SECURITIES EXCHANGE ACT OF 1934

 

Date of report (Date of earliest event reported):

January 23, 2009

Integrated BioPharma, Inc.

(Exact Name of Registrant as Specified in Its Charter)

 

Delaware

(State or Other Jurisdiction of Incorporation)

 

001-31668

22-2407475

(Commission File Number)

(IRS Employer Identification No.)



 

225 Long Avenue

Hillside, New Jersey 07205

(Address of Principal Executive Offices)

 

(973) 926-0816

(Registrant’s Telephone Number, Including Area Code)

 

(Former Name or Former Address, if Changed Since Last Report)

Check the appropriate box below if the Form 8-K filing is intended to simultaneously satisfy the filing obligation of the registrant under any of the following provisions (see General Instruction A.2. below):

|_|     Written communications pursuant to Rule 425 under the Securities Act (17 CFR 230.425)

|_|     Soliciting material pursuant to Rule 14a-12 under the Exchange Act (17 CFR 240.14a-12)

|_|     Pre-commencement communications pursuant to Rule 14d-2(b) under the Exchange Act (17 CFR 240.14d-2(b))

|_|     Pre-commencement communications pursuant to Rule 13e-4(c) under the Exchange Act (17 CFR 240.13e-4(c))

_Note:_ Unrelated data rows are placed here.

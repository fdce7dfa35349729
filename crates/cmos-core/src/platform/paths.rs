//! Path helpers for configured directories.

use std::ffi::OsString;
use std::fs;
use std::path::{Path, PathBuf};

use tracing::warn;

use super::traits::PlatformError;

const FALLBACK_HOME: &str = "/root";

/// The user's home directory from `HOME`, or `/root` when it is unset.
pub fn home_dir() -> PathBuf {
    home_from(std::env::var_os("HOME"))
}

fn home_from(home: Option<OsString>) -> PathBuf {
    match home.filter(|h| !h.is_empty()) {
        Some(h) => PathBuf::from(h),
        None => {
            warn!("HOME is not set, using {FALLBACK_HOME}");
            PathBuf::from(FALLBACK_HOME)
        }
    }
}

/// Replace a leading `~` with the home directory.
pub fn expand_home(path: &Path) -> PathBuf {
    expand_with(path, home_dir)
}

fn expand_with(path: &Path, home: impl FnOnce() -> PathBuf) -> PathBuf {
    match path.strip_prefix("~") {
        Ok(rest) => home().join(rest),
        Err(_) => path.to_path_buf(),
    }
}

/// Create `root` if needed and return its canonical absolute form.
///
/// A leading `~` is expanded first.
pub fn absolute_root(root: &Path) -> Result<PathBuf, PlatformError> {
    let root = expand_home(root);
    fs::create_dir_all(&root)?;
    Ok(fs::canonicalize(&root)?)
}

#[cfg(test)]
mod tests {
    use super::*;
    use crate::platform::MountPoint;

    #[test]
    fn test_tilde_is_expanded() {
        let home = || PathBuf::from("/home/cmos");
        assert_eq!(expand_with(Path::new("~/mnt"), home), PathBuf::from("/home/cmos/mnt"));
        assert_eq!(expand_with(Path::new("~"), home), PathBuf::from("/home/cmos"));
        assert_eq!(expand_with(Path::new("/srv/~x"), home), PathBuf::from("/srv/~x"));
        assert_eq!(expand_with(Path::new("~other/mnt"), home), PathBuf::from("~other/mnt"));
    }

    #[test]
    fn test_missing_home_falls_back() {
        assert_eq!(home_from(None), PathBuf::from("/root"));
        assert_eq!(home_from(Some(OsString::new())), PathBuf::from("/root"));
        assert_eq!(home_from(Some("/home/u".into())), PathBuf::from("/home/u"));
    }

    #[test]
    fn test_relative_root_allocates_absolute_mount_dirs() {
        let root = absolute_root(Path::new(".")).unwrap();
        assert!(root.is_absolute());

        let mount = MountPoint::allocate(&root, "/dev/sdb1");
        assert!(mount.path.is_absolute());
        assert_eq!(mount.path.parent(), Some(root.as_path()));
    }

    #[test]
    fn test_root_is_created_and_canonical() {
        let dir = tempfile::tempdir().unwrap();
        let root = absolute_root(&dir.path().join("x").join("..").join("mnt")).unwrap();
        assert_eq!(root, dir.path().canonicalize().unwrap().join("mnt"));
        assert!(root.is_dir());
    }
}
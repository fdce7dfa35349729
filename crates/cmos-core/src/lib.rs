//! CMOS-Core: builds a bootable Windows USB from a CMOS stick.
//!
//! The CMOS stick carries a Windows image, either whole or split into
//! `.partN` fragments. This crate finds the stick among the attached block
//! devices by the files in its root directory, gathers and reassembles the
//! image into a local directory, and hands it to an external writer tool
//! that produces the Windows USB.
//!
//! # Architecture
//!
//! - **Platform**: block device catalog and mount abstraction (lsblk/mount, mock)
//! - **Fingerprint**: root-directory signatures that identify the CMOS stick
//! - **Discovery**: probe-mount every device until one matches
//! - **Image**: fragment ordering, reassembly with aggregated progress, verification
//! - **Target**: resolve the whole-disk device to write to
//! - **Writer**: external writer tool abstraction (WoeUSB, mock)
//! - **State**: run state machine
//! - **Events**: observer pattern for UI decoupling
//! - **Session**: high-level orchestrator
//!
//! # Example
//!
//! ```no_run
//! use cmos_core::session::{CmosSession, SessionConfig};
//!
//! let config = SessionConfig {
//!     grace_period_secs: 5,
//!     ..Default::default()
//! };
//!
//! let session = CmosSession::new(config);
//! let outcome = session.run();
//! std::process::exit(outcome.exit_code(session.config()));
//! ```

pub mod discovery;
pub mod events;
pub mod fingerprint;
pub mod image;
pub mod platform;
pub mod post_process;
pub mod session;
pub mod state;
pub mod target;
pub mod writer;

// Re-exports for convenience
pub use discovery::{DiscoveryEngine, DiscoveryError, SourceDevice};
pub use events::{
    ChannelObserver, CmosEvent, LogLevel, NullObserver, ObserverSet, ProgressEvent,
    ProgressObserver, StatusMessage, StatusObserver, TracingObserver, WriterObserver,
};
pub use fingerprint::{ContentSignature, default_signatures};
pub use image::{ImageError, ProgressAggregator, ReassemblyPipeline, verify_single_image};
pub use platform::{
    BlockDevice, BlockDeviceCatalog, LsblkCatalog, MockPlatform, MountManager, MountPoint,
    PlatformError, SystemMounter,
};
pub use post_process::{PostProcessTask, PowerControl, SystemPower};
pub use session::{CmosSession, RunOutcome, SessionConfig, WriterSettings};
pub use state::{RunState, RunStateMachine, StateError};
pub use target::resolve_top_level_device;
pub use writer::{
    MockWriter, TargetFilesystem, WoeUsb, WriterError, WriterPhase, WriterRequest, WriterStatus,
    WriterTool,
};
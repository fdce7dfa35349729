//! Image handling module.
//!
//! Gathers whole images and split fragments from the source device into one
//! local directory and checks that exactly one image comes out of it.

pub mod fragment;
pub mod progress;
pub mod reassembly;
pub mod verify;

use std::io;
use std::path::{Path, PathBuf};

use thiserror::Error;

pub use fragment::{Fragment, IMAGE_EXTENSION, collect_fragments, is_image_file, part_number};
pub use progress::ProgressAggregator;
pub use reassembly::{ReassemblyPipeline, ReassemblyReport};
pub use verify::verify_single_image;

#[derive(Error, Debug)]
pub enum ImageError {
    #[error(
        "We expected at least one ISO file in {}. Make sure to copy an ISO file onto your USB.",
        .dir.display()
    )]
    Missing { dir: PathBuf },

    #[error("Too many ISO files given. Files in {} directory:\n{}", .dir.display(), list_files(.files))]
    Ambiguous { dir: PathBuf, files: Vec<PathBuf> },

    #[error("Reassembly failed at {}: {source}", .path.display())]
    Reassembly {
        path: PathBuf,
        #[source]
        source: io::Error,
    },

    #[error("Could not list {}: {source}", .dir.display())]
    Io {
        dir: PathBuf,
        #[source]
        source: io::Error,
    },
}

impl ImageError {
    pub(crate) fn reassembly(path: &Path, source: io::Error) -> Self {
        ImageError::Reassembly {
            path: path.to_path_buf(),
            source,
        }
    }
}

fn list_files(files: &[PathBuf]) -> String {
    files
        .iter()
        .map(|f| f.display().to_string())
        .collect::<Vec<_>>()
        .join("\n")
}
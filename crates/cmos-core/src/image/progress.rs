//! Aggregate progress across all fragments of a reassembly job.

use std::collections::HashMap;
use std::path::{Path, PathBuf};

use crate::events::{ObserverSet, ProgressEvent};

/// Combines per-file byte counts into one percentage stream.
///
/// Observers are only notified when the rounded percentage changes, so a job
/// with thousands of chunks produces at most 101 progress events.
pub struct ProgressAggregator<'a> {
    total_bytes: u64,
    per_file: HashMap<PathBuf, u64>,
    copied: u64,
    last_percent: Option<u8>,
    observers: &'a ObserverSet,
}

impl<'a> ProgressAggregator<'a> {
    pub fn new(total_bytes: u64, observers: &'a ObserverSet) -> Self {
        Self {
            total_bytes,
            per_file: HashMap::new(),
            copied: 0,
            last_percent: None,
            observers,
        }
    }

    /// Bytes copied so far across all files.
    pub fn copied_bytes(&self) -> u64 {
        self.copied
    }

    pub fn last_percent(&self) -> Option<u8> {
        self.last_percent
    }

    fn percent(&self) -> u8 {
        if self.total_bytes == 0 {
            return 100;
        }
        let total = self.total_bytes as u128;
        let rounded = (self.copied as u128 * 100 + total / 2) / total;
        rounded.min(100) as u8
    }

    /// Record that `file` has `cumulative_bytes` copied in total.
    ///
    /// Returns the percentage if it was broadcast.
    pub fn report_progress(&mut self, file: &Path, cumulative_bytes: u64) -> Option<u8> {
        let previous = self
            .per_file
            .insert(file.to_path_buf(), cumulative_bytes)
            .unwrap_or(0);
        self.copied = self.copied - previous + cumulative_bytes;

        let percent = self.percent();
        if self.last_percent == Some(percent) {
            return None;
        }
        self.last_percent = Some(percent);
        self.observers.notify_progress(&ProgressEvent {
            file: file.to_path_buf(),
            copied_bytes: self.copied,
            total_bytes: self.total_bytes,
            percent,
        });
        Some(percent)
    }

    /// Signal that the whole job, not just one file, is done.
    pub fn notify_completion(&self) {
        self.observers.notify_complete();
    }
}
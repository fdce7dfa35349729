//! Content fingerprints for recognizing the CMOS stick.
//!
//! The stick has no reliable label, so it is identified by the exact set of
//! names in its root directory. Images, fragments and recycle bins come and go
//! with normal use and are ignored before comparing.

use std::collections::BTreeSet;

/// Root entries every CMOS stick carries.
pub const BASE_ENTRIES: &[&str] = &["boot", "EFI", "live", "syslinux", "CMOS"];

/// A known-good root directory listing.
#[derive(Debug, Clone, PartialEq, Eq)]
pub struct ContentSignature {
    pub name: &'static str,
    pub files: BTreeSet<String>,
}

impl ContentSignature {
    /// The base entries plus `extra`.
    pub fn base_plus(name: &'static str, extra: &[&str]) -> Self {
        Self {
            name,
            files: BASE_ENTRIES
                .iter()
                .chain(extra)
                .map(|s| s.to_string())
                .collect(),
        }
    }
}

/// The stick as written by the live image builder and by Rufus in its various modes.
pub fn default_signatures() -> Vec<ContentSignature> {
    vec![
        ContentSignature::base_plus("base", &[]),
        ContentSignature::base_plus("rufus", &["syslinux.cfg", "System Volume Information"]),
        ContentSignature::base_plus(
            "rufus-extended-label",
            &[
                "autorun.ico",
                "autorun.inf",
                "syslinux.cfg",
                "System Volume Information",
            ],
        ),
        ContentSignature::base_plus(
            "rufus-extended-label-no-cfg",
            &["autorun.ico", "autorun.inf", "System Volume Information"],
        ),
        ContentSignature::base_plus("windows-touched", &["System Volume Information"]),
    ]
}

fn is_incidental(name: &str) -> bool {
    let lower = name.to_lowercase();
    lower.contains(".iso") || lower.contains(".part") || lower.contains("recycle")
}

/// Drop image, fragment and recycle-bin entries from a root listing.
pub fn filter_listing<I, S>(listing: I) -> BTreeSet<String>
where
    I: IntoIterator<Item = S>,
    S: AsRef<str>,
{
    listing
        .into_iter()
        .filter(|name| !is_incidental(name.as_ref()))
        .map(|name| name.as_ref().to_string())
        .collect()
}

/// First signature exactly equal to the filtered listing.
pub fn matching_signature<'a, I, S>(
    listing: I,
    signatures: &'a [ContentSignature],
) -> Option<&'a ContentSignature>
where
    I: IntoIterator<Item = S>,
    S: AsRef<str>,
{
    let filtered = filter_listing(listing);
    signatures.iter().find(|sig| sig.files == filtered)
}

pub fn is_match<I, S>(listing: I, signatures: &[ContentSignature]) -> bool
where
    I: IntoIterator<Item = S>,
    S: AsRef<str>,
{
    matching_signature(listing, signatures).is_some()
}
//! WoeUSB backend.
//!
//! Runs `woeusb` as a child process. stdout and stderr are drained on two
//! scoped threads so neither pipe can fill up and stall the tool; every line
//! is cleaned of terminal escapes, forwarded to observers and folded into the
//! shared [`WriterStatus`].

use std::io::{BufRead, BufReader, ErrorKind};
use std::process::{Command, Stdio};
use std::sync::Mutex;
use std::thread;

use tracing::{debug, info, instrument, warn};

use super::{WriterError, WriterPhase, WriterRequest, WriterStatus, WriterTool};
use crate::events::{LogLevel, ObserverSet};

/// Default program name, looked up on `PATH`.
pub const DEFAULT_PROGRAM: &str = "woeusb";

pub struct WoeUsb {
    program: String,
    status: Mutex<WriterStatus>,
}

impl Default for WoeUsb {
    fn default() -> Self {
        Self::new(DEFAULT_PROGRAM)
    }
}

impl WoeUsb {
    pub fn new(program: impl Into<String>) -> Self {
        Self {
            program: program.into(),
            status: Mutex::new(WriterStatus::default()),
        }
    }

    pub fn program(&self) -> &str {
        &self.program
    }

    /// Command-line arguments for `request`.
    pub fn arguments(request: &WriterRequest) -> Vec<String> {
        let mut args = Vec::new();
        if request.device_mode {
            args.push("--device".to_string());
        }
        args.push("--target-filesystem".to_string());
        args.push(request.filesystem.to_string());
        args.push("--label".to_string());
        args.push(request.label.clone());
        if request.no_color {
            args.push("--no-color".to_string());
        }
        if request.skip_grub_workaround {
            args.push("--workaround-skip-grub".to_string());
        }
        args.push(request.image.display().to_string());
        args.push(request.target_device.clone());
        args
    }

    fn set_phase(&self, phase: WriterPhase) {
        if let Ok(mut status) = self.status.lock() {
            status.phase = phase;
            if phase != WriterPhase::CopyingFiles {
                status.copy = None;
            }
        }
    }
}

impl WriterTool for WoeUsb {
    #[instrument(skip(self, observers), fields(program = %self.program))]
    fn write(&self, request: &WriterRequest, observers: &ObserverSet) -> Result<(), WriterError> {
        let args = Self::arguments(request);
        info!("Running: {} {}", self.program, args.join(" "));
        self.set_phase(WriterPhase::Starting);

        let mut child = Command::new(&self.program)
            .args(&args)
            .stdin(Stdio::null())
            .stdout(Stdio::piped())
            .stderr(Stdio::piped())
            .spawn()
            .map_err(|source| {
                self.set_phase(WriterPhase::Failed);
                WriterError::Spawn {
                    program: self.program.clone(),
                    source,
                }
            })?;

        let stdout = child.stdout.take();
        let stderr = child.stderr.take();

        let pumped = thread::scope(|s| {
            let out = stdout.map(|pipe| {
                s.spawn(|| pump_lines(BufReader::new(pipe), observers, &self.status))
            });
            let err = stderr.map(|pipe| {
                s.spawn(|| pump_lines(BufReader::new(pipe), observers, &self.status))
            });

            let mut result = Ok(());
            for handle in [out, err].into_iter().flatten() {
                match handle.join() {
                    Ok(Ok(())) => {}
                    Ok(Err(e)) => result = Err(e),
                    Err(_) => warn!("Writer output reader panicked"),
                }
            }
            result
        });

        let exit = child.wait()?;
        if let Err(e) = pumped {
            self.set_phase(WriterPhase::Failed);
            return Err(WriterError::Output(e));
        }

        if exit.success() {
            info!("Writer finished successfully");
            self.set_phase(WriterPhase::Done);
            Ok(())
        } else {
            self.set_phase(WriterPhase::Failed);
            Err(WriterError::ExitStatus { code: exit.code() })
        }
    }

    fn status(&self) -> WriterStatus {
        self.status
            .lock()
            .map(|s| s.clone())
            .unwrap_or_else(|poisoned| poisoned.into_inner().clone())
    }
}

/// Forward every line from `reader` to the writer observers.
///
/// Both `\r` and `\n` end a line, and a line is emitted as soon as its
/// terminator has been read, so in-place progress updates arrive while the
/// tool is still running. Bytes that are not UTF-8 are replaced.
pub fn pump_lines<R: BufRead>(
    mut reader: R,
    observers: &ObserverSet,
    status: &Mutex<WriterStatus>,
) -> std::io::Result<()> {
    let mut pending = Vec::new();
    loop {
        let available = match reader.fill_buf() {
            Ok(buf) => buf,
            Err(e) if e.kind() == ErrorKind::Interrupted => continue,
            Err(e) => return Err(e),
        };
        if available.is_empty() {
            emit_line(&pending, observers, status);
            return Ok(());
        }

        let consumed = available.len();
        for &byte in available {
            if byte == b'\n' || byte == b'\r' {
                emit_line(&pending, observers, status);
                pending.clear();
            } else {
                pending.push(byte);
            }
        }
        reader.consume(consumed);
    }
}

fn emit_line(raw: &[u8], observers: &ObserverSet, status: &Mutex<WriterStatus>) {
    let line = strip_ansi(&String::from_utf8_lossy(raw));
    let line = line.trim_end();
    if line.is_empty() {
        return;
    }
    let level = line_level(line);
    debug!(?level, "{}", line);
    observers.notify_tool_output(level, line);

    if let Ok(mut current) = status.lock() {
        current.apply_line(line);
    }
}

fn line_level(line: &str) -> LogLevel {
    if line.contains("Error:") {
        LogLevel::Error
    } else {
        LogLevel::Info
    }
}

/// Remove CSI escape sequences (`ESC [ ... final-byte`).
pub fn strip_ansi(input: &str) -> String {
    let mut out = String::with_capacity(input.len());
    let mut chars = input.chars().peekable();
    while let Some(c) = chars.next() {
        if c == '\x1b' && chars.peek() == Some(&'[') {
            chars.next();
            // Parameters and intermediates run until a byte in '@'..='~'.
            for next in chars.by_ref() {
                if ('@'..='~').contains(&next) {
                    break;
                }
            }
            continue;
        }
        out.push(c);
    }
    out
}

#[cfg(test)]
mod tests {
    use super::*;
    use crate::events::WriterObserver;
    use std::io::Cursor;
    use std::path::PathBuf;
    use std::sync::Arc;

    #[derive(Default)]
    struct Lines {
        lines: Mutex<Vec<(LogLevel, String)>>,
    }

    impl WriterObserver for Lines {
        fn on_tool_output(&self, level: LogLevel, line: &str) {
            self.lines.lock().unwrap().push((level, line.to_string()));
        }
    }

    fn observed() -> (Arc<Lines>, ObserverSet) {
        let lines = Arc::new(Lines::default());
        let mut set = ObserverSet::new();
        set.attach_writer(lines.clone());
        (lines, set)
    }

    #[test]
    fn test_arguments_match_cli_contract() {
        let request = WriterRequest::new(PathBuf::from("/home/u/iso/win.iso"), "/dev/sdc");
        assert_eq!(
            WoeUsb::arguments(&request),
            [
                "--device",
                "--target-filesystem",
                "NTFS",
                "--label",
                "Windows USB",
                "--no-color",
                "--workaround-skip-grub",
                "/home/u/iso/win.iso",
                "/dev/sdc",
            ]
        );
    }

    #[test]
    fn test_strip_ansi() {
        assert_eq!(strip_ansi("\x1b[1;32mDone :)\x1b[0m"), "Done :)");
        assert_eq!(strip_ansi("\x1b[Kplain"), "plain");
        assert_eq!(strip_ansi("no escapes"), "no escapes");
    }

    #[test]
    fn test_pump_routes_error_lines_and_updates_status() {
        let (lines, set) = observed();
        let status = Mutex::new(WriterStatus::with_phase(WriterPhase::Starting));
        let output = "Mounting source filesystem...\n\
                      Copying files from source media...\r 10%\r 55%\n\
                      \x1b[31mError: Target device is busy\x1b[0m\n\
                      \n";

        pump_lines(Cursor::new(output), &set, &status).unwrap();

        let lines = lines.lines.lock().unwrap();
        assert_eq!(lines.len(), 5);
        assert_eq!(lines[0], (LogLevel::Info, "Mounting source filesystem...".to_string()));
        assert_eq!(lines[2], (LogLevel::Info, " 10%".to_string()));
        assert_eq!(
            lines[4],
            (LogLevel::Error, "Error: Target device is busy".to_string())
        );

        let status = status.lock().unwrap();
        assert_eq!(status.phase, WriterPhase::CopyingFiles);
        assert_eq!(status.copy.as_ref().map(|c| c.percent), Some(55.0));
    }

    /// Hands out one chunk per read and records how many lines had been
    /// observed before each read.
    struct Chunked<'a> {
        chunks: std::vec::IntoIter<&'static [u8]>,
        lines: &'a Lines,
        seen: Vec<usize>,
    }

    impl std::io::Read for Chunked<'_> {
        fn read(&mut self, buf: &mut [u8]) -> std::io::Result<usize> {
            self.seen.push(self.lines.lines.lock().unwrap().len());
            let Some(chunk) = self.chunks.next() else {
                return Ok(0);
            };
            buf[..chunk.len()].copy_from_slice(chunk);
            Ok(chunk.len())
        }
    }

    #[test]
    fn test_carriage_return_updates_arrive_before_newline() {
        let (lines, set) = observed();
        let status = Mutex::new(WriterStatus::default());
        let chunks: Vec<&'static [u8]> = vec![
            b"Copying files from source media...\n",
            b" 10%\r",
            b" 20%\r",
            b" 30%\r",
            b"done\n",
        ];
        let mut source = Chunked {
            chunks: chunks.into_iter(),
            lines: &lines,
            seen: Vec::new(),
        };

        pump_lines(BufReader::new(&mut source), &set, &status).unwrap();

        assert_eq!(source.seen, [0, 1, 2, 3, 4, 5]);
        assert_eq!(lines.lines.lock().unwrap()[3].1, " 30%");
        assert_eq!(status.lock().unwrap().phase, WriterPhase::Done);
    }

    #[test]
    fn test_unterminated_last_line_is_flushed() {
        let (lines, set) = observed();
        let status = Mutex::new(WriterStatus::default());
        pump_lines(Cursor::new("first\nlast"), &set, &status).unwrap();

        let lines = lines.lines.lock().unwrap();
        assert_eq!(lines.len(), 2);
        assert_eq!(lines[1].1, "last");
    }

    #[test]
    fn test_invalid_utf8_is_replaced() {
        let (lines, set) = observed();
        let status = Mutex::new(WriterStatus::default());
        pump_lines(Cursor::new(&b"bad \xff byte\n"[..]), &set, &status).unwrap();
        assert_eq!(lines.lines.lock().unwrap()[0].1, "bad \u{fffd} byte");
    }

    #[test]
    fn test_zero_exit_is_success() {
        let writer = WoeUsb::new("true");
        let request = WriterRequest::new("/nonexistent.iso", "/dev/null");
        writer.write(&request, &ObserverSet::new()).unwrap();
        assert_eq!(writer.status().phase, WriterPhase::Done);
    }

    #[test]
    fn test_nonzero_exit_is_error() {
        let writer = WoeUsb::new("false");
        let request = WriterRequest::new("/nonexistent.iso", "/dev/null");
        let err = writer.write(&request, &ObserverSet::new()).unwrap_err();
        assert!(matches!(err, WriterError::ExitStatus { code: Some(1) }));
        assert_eq!(writer.status().phase, WriterPhase::Failed);
    }

    #[test]
    fn test_missing_program_is_spawn_error() {
        let writer = WoeUsb::new("/nonexistent/woeusb-for-tests");
        let request = WriterRequest::new("/nonexistent.iso", "/dev/null");
        let err = writer.write(&request, &ObserverSet::new()).unwrap_err();
        assert!(matches!(err, WriterError::Spawn { .. }));
    }
}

Item 3.01 Notice of Delisting or Failure to Satisfy a Continued Listing Rule or Standard; Transfer of Listing.

On April 13, 2009, Integrated Biopharma, Inc (the “Company”) issued a press release announcing the determination by the Company’s Board of Director’s on January 23, 2009 to cause the delisting of the Company’s common stock, par value $0.002 per share (the “Common Stock”), from the NASDAQ Stock Market LLC (“NASDAQ”).  The Company has submitted written notice to NASDAQ of its intent to voluntarily withdraw the listing of its Common Stock from NASDAQ.  The Common Stock ceased trading on NASDAQ on February 27, 2009 and has been quoted over the counter on the Pink Sheets, a centralized electronic quotation service for over-the-counter securities, since February 27, 2009.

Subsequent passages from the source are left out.